Post by Alexandr Korol »

There are four seasons of the year. Everywhere you look, the number four repeats again and again. These are some kind of groups, but something fits into them. For example, the zodiac is divided into four elements and twelve zodiac signs. The twelve months are divided into four seasons. And I just couldn’t understand how this could be, why there is no information about it. Why twelve hours? Why twenty-four hours? I just didn’t get it. But I remembered and noted to myself that wherever numbers repeat — like the 12 Labors of Hercules, the 12 zodiac signs, and the 12 months — that it’s not by chance. I paid attention to all these numbers, and naturally, I focused on the number eight, because for me, eight symbolized the knowledge of everything.

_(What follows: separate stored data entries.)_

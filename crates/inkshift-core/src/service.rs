//! Wire types shared between the content script and the background worker,
//! plus the language and tone tables driving the submenus.

use serde::{Deserialize, Serialize};

use crate::error::ServiceError;

/// A transformation request, tagged the way the worker protocol expects.
#[derive(Debug, Clone, Serialize, Deserialize, PartialEq, Eq)]
#[serde(tag = "type", rename_all = "lowercase")]
pub enum TransformRequest {
    Translate {
        text: String,
        #[serde(rename = "sourceLang")]
        source_lang: String,
        #[serde(rename = "targetLang")]
        target_lang: String,
    },
    Tone {
        text: String,
        tone: String,
    },
    Rewrite {
        text: String,
    },
}

impl TransformRequest {
    pub fn text(&self) -> &str {
        match self {
            TransformRequest::Translate { text, .. }
            | TransformRequest::Tone { text, .. }
            | TransformRequest::Rewrite { text } => text,
        }
    }
}

/// Worker reply: one of `text` or `error` is set.
#[derive(Debug, Clone, Default, Serialize, Deserialize)]
pub struct TransformResponse {
    #[serde(default, skip_serializing_if = "Option::is_none")]
    pub text: Option<String>,
    #[serde(default, skip_serializing_if = "Option::is_none")]
    pub error: Option<String>,
}

impl TransformResponse {
    pub fn ok(text: impl Into<String>) -> Self {
        Self {
            text: Some(text.into()),
            error: None,
        }
    }

    pub fn err(message: impl Into<String>) -> Self {
        Self {
            text: None,
            error: Some(message.into()),
        }
    }

    pub fn into_result(self) -> Result<String, ServiceError> {
        if let Some(message) = self.error {
            return Err(ServiceError::Backend(message));
        }
        match self.text {
            Some(text) if !text.is_empty() => Ok(text),
            _ => Err(ServiceError::MalformedResponse),
        }
    }
}

/// Tone styles offered in the submenu.
#[derive(Debug, Clone, Copy, PartialEq, Eq)]
pub enum ToneStyle {
    Formal,
    Casual,
    Fluent,
    Professional,
}

impl ToneStyle {
    pub fn key(self) -> &'static str {
        match self {
            ToneStyle::Formal => "formal",
            ToneStyle::Casual => "casual",
            ToneStyle::Fluent => "fluent",
            ToneStyle::Professional => "professional",
        }
    }

    pub fn from_key(key: &str) -> Option<Self> {
        TONES.iter().find(|t| t.key() == key).copied()
    }
}

/// Submenu order.
pub const TONES: &[ToneStyle] = &[
    ToneStyle::Formal,
    ToneStyle::Casual,
    ToneStyle::Fluent,
    ToneStyle::Professional,
];

pub fn tone_label(tone: ToneStyle) -> &'static str {
    match tone {
        ToneStyle::Formal => "Formal",
        ToneStyle::Casual => "Casual",
        ToneStyle::Fluent => "Fluent",
        ToneStyle::Professional => "Professional",
    }
}

/// Target languages offered in the translate submenu: `(code, label)`.
pub const LANGUAGES: &[(&str, &str)] = &[
    ("en", "English"),
    ("zh", "Chinese"),
    ("ja", "Japanese"),
    ("ko", "Korean"),
    ("es", "Spanish"),
    ("fr", "French"),
];

/// Full code-to-name table, used when phrasing model prompts.
const LANGUAGE_NAMES: &[(&str, &str)] = &[
    ("en", "English"),
    ("zh", "Chinese"),
    ("es", "Spanish"),
    ("fr", "French"),
    ("de", "German"),
    ("ja", "Japanese"),
    ("ko", "Korean"),
    ("it", "Italian"),
    ("pt", "Portuguese"),
    ("ru", "Russian"),
    ("ar", "Arabic"),
];

/// Human name for a language code; unknown codes read as English.
pub fn language_label(code: &str) -> &'static str {
    LANGUAGE_NAMES
        .iter()
        .find(|(c, _)| *c == code)
        .map(|(_, name)| *name)
        .unwrap_or("English")
}

/// Language code for a human name; unknown names read as the name itself
/// being unusable, so default to `en`.
pub fn language_code(name: &str) -> &'static str {
    LANGUAGE_NAMES
        .iter()
        .find(|(_, n)| n.eq_ignore_ascii_case(name))
        .map(|(c, _)| *c)
        .unwrap_or("en")
}

#[cfg(test)]
mod tests {
    use super::*;

    #[test]
    fn request_round_trips_with_wire_tags() {
        let req = TransformRequest::Translate {
            text: "hola".into(),
            source_lang: "auto".into(),
            target_lang: "en".into(),
        };
        let json = serde_json::to_value(&req).unwrap();
        assert_eq!(json["type"], "translate");
        assert_eq!(json["targetLang"], "en");
        let back: TransformRequest = serde_json::from_value(json).unwrap();
        assert_eq!(back, req);
    }

    #[test]
    fn response_into_result() {
        assert_eq!(
            TransformResponse::ok("hi").into_result().unwrap(),
            "hi"
        );
        assert!(TransformResponse::err("boom").into_result().is_err());
        assert!(TransformResponse::default().into_result().is_err());
    }

    #[test]
    fn language_tables() {
        assert_eq!(language_label("ja"), "Japanese");
        assert_eq!(language_label("xx"), "English");
        assert_eq!(language_code("German"), "de");
        assert_eq!(language_code("klingon"), "en");
    }

    #[test]
    fn tone_keys_round_trip() {
        for tone in TONES {
            assert_eq!(ToneStyle::from_key(tone.key()), Some(*tone));
        }
        assert_eq!(ToneStyle::from_key("sarcastic"), None);
    }
}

Looking at it in the plane, a square has four corners — that represented for me the material aspects — and then there were another four corners representing the spiritual. I perceived it exactly like that. And then I started to conclude that you can’t reject the material and only love the spiritual, because at first I had that extreme view. Then I realized that material cannot exist without the spiritual, and spiritual cannot exist without the material either.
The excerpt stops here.